The Blind Leading the Blind

seamusmckinlay-theblindleadingtheblind.jpg In the world of internet building, one of the biggest issues you end up dealing with is web accessibility, an aspect of web standards and design that deals with the necessity of developing web content that can be clearly understood by those with dissabilities. Example: Images used for navigation (links) that aren’t properly labelled (with a tag of text for when the image isn’t shown) mean that a blind person is unable to get where they’re going within your site, and text that is too rigidly sized cannot be made bigger for the hard of seeing.
Thing is, the whole concept of designing whole chunks of code for the disabled is that they always seem more like a concept than a reality, like they are just these ghosts that the W3(a standards consortium) uses to scare us into behaving properly. But the other day I met a blind guy in my Presocratics class who’s JOB is going from website to website (public/government sites only) and evaluating their usability with a screenreader (software that reads the text out loud a la Stephen Hawking).

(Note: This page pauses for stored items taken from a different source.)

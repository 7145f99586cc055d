use crate::domain::error::DomainError;
use crate::domain::hotel::Hotel;
use chrono::{DateTime, NaiveDate, Utc};
use serde::{Deserialize, Serialize};

#[derive(Debug, Clone, Serialize, Deserialize, PartialEq)]
pub struct OrderDetails {
    /// Length of stay in nights.
    pub duration: u32,
    pub date_of_departure: NaiveDate,
    pub number_of_guests: u32,
}

#[derive(Debug, Clone, Serialize, Deserialize)]
pub struct Order {
    pub id: String,
    pub user_id: String,
    pub hotel_id: String,
    pub order_details: OrderDetails,
    pub created_at: DateTime<Utc>,
}

/// Booking parameters as they travel through confirmation and order URLs,
/// e.g. `id=<hotel>&duration=3&dateOfDeparture=2025-06-01&numberOfGuests=2`.
#[derive(Debug, Clone, Serialize, Deserialize, PartialEq)]
#[serde(rename_all = "camelCase")]
pub struct BookingQuery {
    pub id: String,
    pub duration: u32,
    pub date_of_departure: NaiveDate,
    pub number_of_guests: u32,
}

impl BookingQuery {
    pub fn validate(&self) -> Result<(), DomainError> {
        if self.id.trim().is_empty() {
            return Err(DomainError::Validation("Hotel must be specified".to_string()));
        }
        if self.duration == 0 {
            return Err(DomainError::Validation(
                "Stay must be at least one night".to_string(),
            ));
        }
        if self.number_of_guests == 0 {
            return Err(DomainError::Validation(
                "At least one guest is required".to_string(),
            ));
        }
        Ok(())
    }

    /// Encodes the query back into the `key=value&...` form used in URLs.
    /// Hotel ids are UUIDs, so no component needs percent-encoding.
    pub fn to_query_string(&self) -> String {
        format!(
            "id={}&duration={}&dateOfDeparture={}&numberOfGuests={}",
            self.id,
            self.duration,
            self.date_of_departure.format("%Y-%m-%d"),
            self.number_of_guests
        )
    }

    pub fn order_details(&self) -> OrderDetails {
        OrderDetails {
            duration: self.duration,
            date_of_departure: self.date_of_departure,
            number_of_guests: self.number_of_guests,
        }
    }
}

/// An order joined against the hotel collection. `hotel_data` holds every
/// hotel whose id matches `order.hotel_id`, so it is empty for a dangling
/// reference.
#[derive(Debug, Clone, Serialize)]
pub struct OrderWithHotel {
    pub order: Order,
    pub hotel_data: Vec<Hotel>,
}

impl OrderWithHotel {
    pub fn total_cost(&self) -> Option<u64> {
        self.hotel_data
            .first()
            .map(|h| u64::from(h.cost_per_night) * u64::from(self.order.order_details.duration))
    }
}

He said that a lot of them were awful. And this was only sites that are REQUIRED to comply to accessibility standards, let alone the whole internet.

Obviously most people reading this are not web designers, but anyone who is should definitely take a look at that page and try to be as accomodating as possible to those less web-fortunate when you’re coding. It seems that the handicapped have even more to gain from electronic media than the sighted/well do (as newspapers don’t come in brail in the morning), so why not give them the best chance possible?